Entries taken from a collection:
* * * * * * *

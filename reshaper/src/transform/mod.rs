//! Reshaping operations.
//!
//! - Filter: select the records a chart needs
//! - Pivot: long records to wide tables, and back
//! - Stack: grouped cumulative sums in a fixed category order
//! - Classify: quantile, donor/dependent and sign buckets
//! - Rank: stable ranking with exclusion and top-N
//! - Derive: computed columns

pub mod classify;
pub mod derive;
pub mod filter;
pub mod pivot;
pub mod rank;
pub mod stack;

pub use classify::{
    annotate_flow_buckets, annotate_signs, classify_flow, classify_quantile, quantile,
    QuantileClassification, QuantileClassifier, Thresholds,
};
pub use derive::{derive, derive_all, round_to, Derivation, Term};
pub use filter::{CodeFilter, Comparison, Filter};
pub use pivot::{melt, pivot, unstack, Aggregate, FillMode, PivotSpec};
pub use rank::{rank, rank_rows, RankOptions};
pub use stack::{cumulative_by_group, cumulative_sum};
//! Federal taxes as a share of each region's own revenue, first vs last period.

use crate::config::Settings;
use crate::error::ReshapeResult;
use crate::models::{Field, Key, RecordSet};
use crate::transform::{annotate_signs, derive, unstack, Derivation, FillMode, Filter};

use super::{ratio_column, select, wide, ChartData, ChartKind};

const SHARE: &str = "fedtax_share";

/// `shares` table: region × {first, last} share in %, `diff`, and a `sign`
/// label for rising and falling shares. Rows are sorted by the last-period
/// share, ascending. Regions with a negative federal tax in either period,
/// or without both periods, are left out.
pub fn tax_share(records: &RecordSet, settings: &Settings) -> ReshapeResult<ChartData> {
    let (first, last) = (settings.first_period, settings.last_period);
    let filter = Filter::all(vec![
        Filter::code("i1").eq(1),
        Filter::code("r1").is_in(&[1, 3]),
        Filter::code("r3").eq(0),
        Filter::periods(&[first, last]),
    ]);
    let revenue = select(records, &filter, "regional revenue");

    let mut table = wide(&revenue, &[Field::Period, Field::Entity], FillMode::Absent)?;
    ratio_column(&mut table, SHARE, "tax_to_fed", "reg_own_revenue", 100.0, 1)?;

    let tax_pos = table.require_column(&Key::from("tax_to_fed"))?;
    table.retain_rows(|r| r.cells[tax_pos].is_some_and(|v| v >= 0.0));

    let mut shares = unstack(&table, &Key::from(SHARE), Field::Period)?;
    for period in [first, last] {
        if shares.column_position(&Key::from(period)).is_none() {
            shares.set_column(period, vec![None; shares.len()]);
        }
    }
    let mut shares = shares.select(&[Key::from(first), Key::from(last)])?;
    shares.drop_incomplete();
    shares.sort_by_column(&Key::from(last), false)?;

    derive(&mut shares, "diff", &Derivation::difference(last, first))?;
    annotate_signs(&mut shares, &Key::from("diff"), "sign")?;

    Ok(ChartData::new(ChartKind::TaxShare).with_table("shares", shares))
}

#[cfg(test)]
mod tests {
    use super::*;
    use crate::models::{Record, RowKey};

    fn revenue(region: &str, name: &str, period: i32, value: f64) -> Record {
        let r1 = if name == "tax_to_fed" { 3 } else { 1 };
        Record::new(region, name, period, value)
            .with_code("i1", 1)
            .with_code("r1", r1)
            .with_code("r3", 0)
    }

    fn records() -> RecordSet {
        RecordSet::from_records(vec![
            revenue("tver", "tax_to_fed", 2011, 20.0),
            revenue("tver", "reg_own_revenue", 2011, 100.0),
            revenue("tver", "tax_to_fed", 2021, 10.0),
            revenue("tver", "reg_own_revenue", 2021, 100.0),
            revenue("omsk", "tax_to_fed", 2011, 10.0),
            revenue("omsk", "reg_own_revenue", 2011, 100.0),
            revenue("omsk", "tax_to_fed", 2021, 60.0),
            revenue("omsk", "reg_own_revenue", 2021, 200.0),
            // negative in 2021: dropped
            revenue("kursk", "tax_to_fed", 2011, 10.0),
            revenue("kursk", "reg_own_revenue", 2011, 100.0),
            revenue("kursk", "tax_to_fed", 2021, -1.0),
            revenue("kursk", "reg_own_revenue", 2021, 100.0),
            // only one period: dropped
            revenue("tula", "tax_to_fed", 2021, 1.0),
            revenue("tula", "reg_own_revenue", 2021, 3.0),
            // another period and another section: filtered out
            revenue("tver", "tax_to_fed", 2015, 1.0),
            revenue("tver", "transfers", 2021, 1.0).with_code("r3", 2),
        ])
    }

    #[test]
    fn test_tax_share() {
        let data = tax_share(&records(), &Settings::default()).unwrap();
        let shares = data.table("shares").unwrap();

        let regions: Vec<String> = shares.rows().iter().map(|r| r.key.to_string()).collect();
        assert_eq!(regions, vec!["(tver)", "(omsk)"]);

        assert_eq!(shares.columns(), &[Key::from(2011), Key::from(2021), Key::from("diff")]);
        assert_eq!(shares.value(&RowKey::single("omsk"), &Key::from(2021)), Some(30.0));
        assert_eq!(shares.value(&RowKey::single("tver"), &"diff".into()), Some(-10.0));
        assert_eq!(shares.label(0, "sign"), Some("non_positive"));
        assert_eq!(shares.label(1, "sign"), Some("positive"));
    }
}
//! Long-to-wide pivot, its inverse, and unstacking of a single column.
//!
//! ```text
//! entity period value            entity | 2020 | 2021
//! X      2020   5        pivot   -------+------+-----
//! X      2021   7       ──────▶  X      |    5 |    7
//! Y      2020   3                Y      |    3 |    9
//! Y      2021   9
//! ```

use serde::{Deserialize, Serialize};
use std::collections::{BTreeMap, BTreeSet};

use crate::error::{ReshapeError, ReshapeResult, SchemaError};
use crate::models::{Field, Key, Record, RecordSet, RowKey, WideTable};

/// How cells without a matching record are filled.
#[derive(Debug, Clone, Copy, PartialEq, Eq, Default, Serialize, Deserialize)]
#[serde(rename_all = "snake_case")]
pub enum FillMode {
    /// Additive domains (stacking): missing means zero.
    Zero,
    /// Classification domains: missing stays absent.
    #[default]
    Absent,
}

/// How several records landing on one cell are combined.
#[derive(Debug, Clone, Copy, PartialEq, Eq, Default, Serialize, Deserialize)]
#[serde(rename_all = "snake_case")]
pub enum Aggregate {
    /// At most one record per cell, otherwise [`ReshapeError::DuplicateKey`].
    #[default]
    Unique,
    /// Sum every record of the cell.
    Sum,
}

/// Pivot configuration.
#[derive(Debug, Clone, PartialEq, Serialize, Deserialize)]
pub struct PivotSpec {
    /// Fields forming the row key, outermost first
    pub index: Vec<Field>,
    /// Field spread into columns
    pub columns: Field,
    #[serde(default)]
    pub fill: FillMode,
    #[serde(default)]
    pub aggregate: Aggregate,
}

impl PivotSpec {
    pub fn new(index: &[Field], columns: Field) -> Self {
        Self {
            index: index.to_vec(),
            columns,
            fill: FillMode::default(),
            aggregate: Aggregate::default(),
        }
    }

    pub fn fill(mut self, fill: FillMode) -> Self {
        self.fill = fill;
        self
    }

    pub fn aggregate(mut self, aggregate: Aggregate) -> Self {
        self.aggregate = aggregate;
        self
    }

    fn validate(&self) -> ReshapeResult<()> {
        if self.index.is_empty() {
            return Err(ReshapeError::InvalidSpec("pivot index is empty".into()));
        }
        if self.index.contains(&self.columns) {
            return Err(ReshapeError::InvalidSpec(format!(
                "{} is both an index field and the column field",
                self.columns
            )));
        }
        let distinct: BTreeSet<Field> = self.index.iter().copied().collect();
        if distinct.len() != self.index.len() {
            return Err(ReshapeError::InvalidSpec("pivot index repeats a field".into()));
        }
        Ok(())
    }
}

/// Spread `spec.columns` into columns, one row per distinct index key.
///
/// Rows and columns come out in ascending key order.
pub fn pivot(records: &RecordSet, spec: &PivotSpec) -> ReshapeResult<WideTable> {
    spec.validate()?;

    let mut cells: BTreeMap<RowKey, BTreeMap<Key, f64>> = BTreeMap::new();
    let mut columns: BTreeSet<Key> = BTreeSet::new();

    for record in records {
        let row_key = RowKey(spec.index.iter().map(|f| record.key(*f)).collect());
        let column = record.key(spec.columns);

        let row = cells.entry(row_key.clone()).or_default();
        match (row.get_mut(&column), spec.aggregate) {
            (Some(existing), Aggregate::Sum) => *existing += record.value,
            (Some(_), Aggregate::Unique) => {
                return Err(ReshapeError::DuplicateKey {
                    row: row_key.to_string(),
                    column: column.to_string(),
                });
            }
            (None, _) => {
                row.insert(column.clone(), record.value);
            }
        }
        columns.insert(column);
    }

    let columns: Vec<Key> = columns.into_iter().collect();
    let fill = match spec.fill {
        FillMode::Zero => Some(0.0),
        FillMode::Absent => None,
    };

    let mut table = WideTable::new(spec.index.clone(), columns.clone());
    for (key, values) in cells {
        let row = columns
            .iter()
            .map(|c| values.get(c).copied().or(fill))
            .collect();
        table.push_row(key, row);
    }

    tracing::debug!(rows = table.len(), columns = table.columns().len(), "pivoted");
    Ok(table)
}

/// Inverse of [`pivot`]: one record per present cell.
///
/// `column_field` names the field the columns were spread from. Fields that
/// are neither index nor column field are left empty (`""` or period `0`).
/// Label columns are not melted.
pub fn melt(table: &WideTable, column_field: Field) -> ReshapeResult<RecordSet> {
    if table.index().contains(&column_field) {
        return Err(ReshapeError::InvalidSpec(format!(
            "{} is already an index field",
            column_field
        )));
    }

    let mut records = Vec::new();
    for row in table.rows() {
        for (column, cell) in table.columns().iter().zip(&row.cells) {
            let Some(value) = cell else { continue };

            let mut record = Record::new("", "", 0, *value);
            for (field, key) in table.index().iter().zip(row.key.keys()) {
                assign(&mut record, *field, key)?;
            }
            assign(&mut record, column_field, column)?;
            records.push(record);
        }
    }

    Ok(RecordSet::from_records(records))
}

fn assign(record: &mut Record, field: Field, key: &Key) -> Result<(), SchemaError> {
    match (field, key) {
        (Field::Period, Key::Period(p)) => record.period = *p,
        (Field::Entity, Key::Text(s)) => record.entity = s.clone(),
        (Field::Category, Key::Text(s)) => record.category = s.clone(),
        (field, key) => {
            return Err(SchemaError::KeyMismatch {
                key: key.to_string(),
                field: field.name(),
            })
        }
    }
    Ok(())
}

/// Move index level `level` into columns, keeping only `value`.
///
/// ```text
/// (period, entity) | share            entity | 2011 | 2021
/// (2011, X)        |   10   unstack   X      |   10 |   12
/// (2021, X)        |   12   ──────▶   Y      |    - |    8
/// (2021, Y)        |    8
/// ```
pub fn unstack(table: &WideTable, value: &Key, level: Field) -> ReshapeResult<WideTable> {
    let value_pos = table.require_column(value)?;
    let level_pos = table.level_position(level)?;
    if table.index().len() < 2 {
        return Err(ReshapeError::InvalidSpec(format!(
            "cannot unstack {}: it is the only index level",
            level
        )));
    }

    let mut index: Vec<Field> = table.index().to_vec();
    index.remove(level_pos);

    let mut cells: BTreeMap<RowKey, BTreeMap<Key, Option<f64>>> = BTreeMap::new();
    let mut columns: BTreeSet<Key> = BTreeSet::new();

    for row in table.rows() {
        let mut keys = row.key.keys().to_vec();
        let column = keys.remove(level_pos);
        cells.entry(RowKey(keys)).or_default().insert(column.clone(), row.cells[value_pos]);
        columns.insert(column);
    }

    let columns: Vec<Key> = columns.into_iter().collect();
    let mut out = WideTable::new(index, columns.clone());
    for (key, values) in cells {
        let row = columns.iter().map(|c| values.get(c).copied().flatten()).collect();
        out.push_row(key, row);
    }
    Ok(out)
}

#[cfg(test)]
mod tests {
    use super::*;
    use proptest::prelude::*;

    fn example() -> RecordSet {
        RecordSet::from_records(vec![
            Record::new("X", "v", 2020, 5.0),
            Record::new("X", "v", 2021, 7.0),
            Record::new("Y", "v", 2020, 3.0),
            Record::new("Y", "v", 2021, 9.0),
        ])
    }

    #[test]
    fn test_pivot_on_period() {
        let spec = PivotSpec::new(&[Field::Entity], Field::Period).fill(FillMode::Zero);
        let table = pivot(&example(), &spec).unwrap();

        assert_eq!(table.columns(), &[Key::from(2020), Key::from(2021)]);
        assert_eq!(table.rows()[0].key, RowKey::single("X"));
        assert_eq!(table.rows()[0].cells, vec![Some(5.0), Some(7.0)]);
        assert_eq!(table.rows()[1].cells, vec![Some(3.0), Some(9.0)]);
    }

    #[test]
    fn test_fill_modes() {
        let records = RecordSet::from_records(vec![
            Record::new("X", "a", 2020, 1.0),
            Record::new("Y", "b", 2020, 2.0),
        ]);
        let spec = PivotSpec::new(&[Field::Entity], Field::Category);

        let absent = pivot(&records, &spec).unwrap();
        assert_eq!(absent.rows()[0].cells, vec![Some(1.0), None]);

        let zero = pivot(&records, &spec.fill(FillMode::Zero)).unwrap();
        assert_eq!(zero.rows()[0].cells, vec![Some(1.0), Some(0.0)]);
    }

    #[test]
    fn test_duplicate_key_is_an_error() {
        let records = RecordSet::from_records(vec![
            Record::new("X", "a", 2020, 1.0),
            Record::new("X", "a", 2020, 2.0),
        ]);
        let spec = PivotSpec::new(&[Field::Entity, Field::Period], Field::Category);

        let err = pivot(&records, &spec).unwrap_err();
        assert_eq!(
            err,
            ReshapeError::DuplicateKey { row: "(X, 2020)".into(), column: "a".into() }
        );

        let summed = pivot(&records, &spec.aggregate(Aggregate::Sum)).unwrap();
        assert_eq!(summed.rows()[0].cells, vec![Some(3.0)]);
    }

    #[test]
    fn test_invalid_specs() {
        let records = example();
        assert!(pivot(&records, &PivotSpec::new(&[], Field::Period)).is_err());
        assert!(pivot(&records, &PivotSpec::new(&[Field::Period], Field::Period)).is_err());
        assert!(pivot(&records, &PivotSpec::new(&[Field::Entity, Field::Entity], Field::Period)).is_err());
    }

    #[test]
    fn test_melt_key_mismatch() {
        let spec = PivotSpec::new(&[Field::Entity], Field::Period);
        let table = pivot(&example(), &spec).unwrap();
        // period columns cannot become categories
        let err = melt(&table, Field::Category).unwrap_err();
        assert!(matches!(err, ReshapeError::Schema(SchemaError::KeyMismatch { .. })));
    }

    #[test]
    fn test_unstack() {
        let records = RecordSet::from_records(vec![
            Record::new("X", "share", 2011, 10.0),
            Record::new("X", "share", 2021, 12.0),
            Record::new("Y", "share", 2021, 8.0),
        ]);
        let spec = PivotSpec::new(&[Field::Period, Field::Entity], Field::Category);
        let table = pivot(&records, &spec).unwrap();

        let wide = unstack(&table, &"share".into(), Field::Period).unwrap();
        assert_eq!(wide.index(), &[Field::Entity]);
        assert_eq!(wide.columns(), &[Key::from(2011), Key::from(2021)]);
        assert_eq!(wide.rows()[1].cells, vec![None, Some(8.0)]);
    }

    fn arb_records() -> impl Strategy<Value = Vec<Record>> {
        prop::collection::btree_map(
            (0usize..4, 0usize..3, 2011i32..2016),
            -1.0e6f64..1.0e6,
            0..40,
        )
        .prop_map(|cells| {
            cells
                .into_iter()
                .map(|((e, c, p), v)| Record::new(format!("region{e}"), format!("tax{c}"), p, v))
                .collect()
        })
    }

    proptest! {
        #[test]
        fn prop_pivot_melt_round_trip(records in arb_records(), zero in any::<bool>()) {
            let fill = if zero { FillMode::Zero } else { FillMode::Absent };
            let spec = PivotSpec::new(&[Field::Entity, Field::Category], Field::Period).fill(fill);

            let table = pivot(&RecordSet::from_records(records), &spec).unwrap();
            let melted = melt(&table, Field::Period).unwrap();
            let again = pivot(&melted, &spec).unwrap();

            prop_assert_eq!(table, again);
        }
    }
}
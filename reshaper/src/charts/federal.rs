//! Federal-level series: taxes by type, revenue totals, spending by function.

use crate::config::Settings;
use crate::error::{ReshapeError, ReshapeResult};
use crate::models::{Field, Key, RecordSet};
use crate::transform::{derive, Derivation, FillMode, Filter};

use super::{rescale, select, wide, ChartData, ChartKind, RUB_TN};

/// Display names of long tax names.
const TAX_DISPLAY_NAMES: [(&str, &str); 3] = [
    ("additional income from hydrocarbon extraction tax", "hydrocarbon extraction tax"),
    ("corporate income tax full", "corporate income tax"),
    ("vat on sales", "VAT on sales"),
];

const OTHER_TAXES: &str = "other taxes";

/// Federal tax revenue per period, one column per tax.
///
/// Columns are ordered by their mean, largest first. The first four and the
/// sixth are kept; the fifth and everything from the seventh on are summed
/// into `other taxes`.
pub fn federal_taxes(records: &RecordSet, _settings: &Settings) -> ReshapeResult<ChartData> {
    let filter = Filter::all(vec![
        Filter::code("i1").eq(2),
        Filter::code("r1").eq(3),
        Filter::code("r3").ne(0),
        Filter::code("r5").eq(0),
    ]);
    let taxes = select(records, &filter, "federal tax");

    let mut table = wide(&taxes, &[Field::Period], FillMode::Absent)?;
    rescale(&mut table, None, RUB_TN, 1)?;
    table.reorder_columns_by_mean();

    let columns = table.columns().to_vec();
    if columns.len() < 6 {
        return Err(ReshapeError::InvalidSpec(format!(
            "federal taxes need at least 6 tax types, found {}",
            columns.len()
        )));
    }

    let mut other: Vec<Key> = vec![columns[4].clone()];
    other.extend(columns[6..].iter().cloned());
    derive(&mut table, OTHER_TAXES, &Derivation::Sum { columns: other })?;

    let mut kept: Vec<Key> = columns[..4].to_vec();
    kept.push(columns[5].clone());
    kept.push(Key::from(OTHER_TAXES));
    let mut table = table.select(&kept)?;

    let renames: Vec<(Key, Key)> = TAX_DISPLAY_NAMES
        .iter()
        .map(|(from, to)| (Key::from(*from), Key::from(*to)))
        .collect();
    table.rename(&renames);

    Ok(ChartData::new(ChartKind::FederalTaxes).with_table("taxes", table))
}

/// Federal tax and non-tax revenue totals with their key parts, per period.
pub fn federal_revenue(records: &RecordSet, _settings: &Settings) -> ReshapeResult<ChartData> {
    let federal = || Filter::code("i1").eq(2);
    let filter = Filter::any(vec![
        Filter::all(vec![
            federal(),
            Filter::code("i2").eq(2),
            Filter::code("i3").eq(1),
            Filter::code("r3").eq(0),
        ]),
        Filter::all(vec![
            federal(),
            Filter::code("i2").eq(1),
            Filter::code("r1").eq(3),
            Filter::code("r2").eq(0),
        ]),
        Filter::all(vec![
            federal(),
            Filter::code("i2").eq(2),
            Filter::code("i3").eq(2),
            Filter::code("s1").eq(0),
        ]),
        Filter::all(vec![
            federal(),
            Filter::code("i2").eq(2),
            Filter::code("r3").eq(10),
            Filter::code("r4").eq(0),
        ]),
    ]);
    let revenue = select(records, &filter, "federal revenue");

    let mut table = wide(&revenue, &[Field::Period], FillMode::Absent)?;
    rescale(&mut table, None, RUB_TN, 1)?;

    Ok(ChartData::new(ChartKind::FederalRevenue).with_table("revenue", table))
}

/// Federal spending per period, one column per budget function.
pub fn spending_lines(records: &RecordSet, _settings: &Settings) -> ReshapeResult<ChartData> {
    let filter = Filter::all(vec![
        Filter::code("i1").eq(2),
        Filter::code("i2").eq(2),
        Filter::code("i3").eq(2),
        Filter::code("s1").gt(0),
        Filter::code("s1").lt(13),
        Filter::code("s2").eq(0),
    ]);
    let spending = select(records, &filter, "federal spending");

    let mut table = wide(&spending, &[Field::Period], FillMode::Absent)?;
    rescale(&mut table, None, RUB_TN, 1)?;

    Ok(ChartData::new(ChartKind::SpendingLines).with_table("spending", table))
}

* * * * * * *

YOUR OBJECTIVE: Starting with the first line of the entries, transcribe every line up to and including the one with "and sign buckets".

EXPECTED ANSWER:
filename reshaper/src/transform/mod.rs
//! Reshaping operations.
//!
//! - Filter: select the records a chart needs
//! - Pivot: long records to wide tables, and back
//! - Stack: grouped cumulative sums in a fixed category order
//! - Classify: quantile, donor/dependent and sign buckets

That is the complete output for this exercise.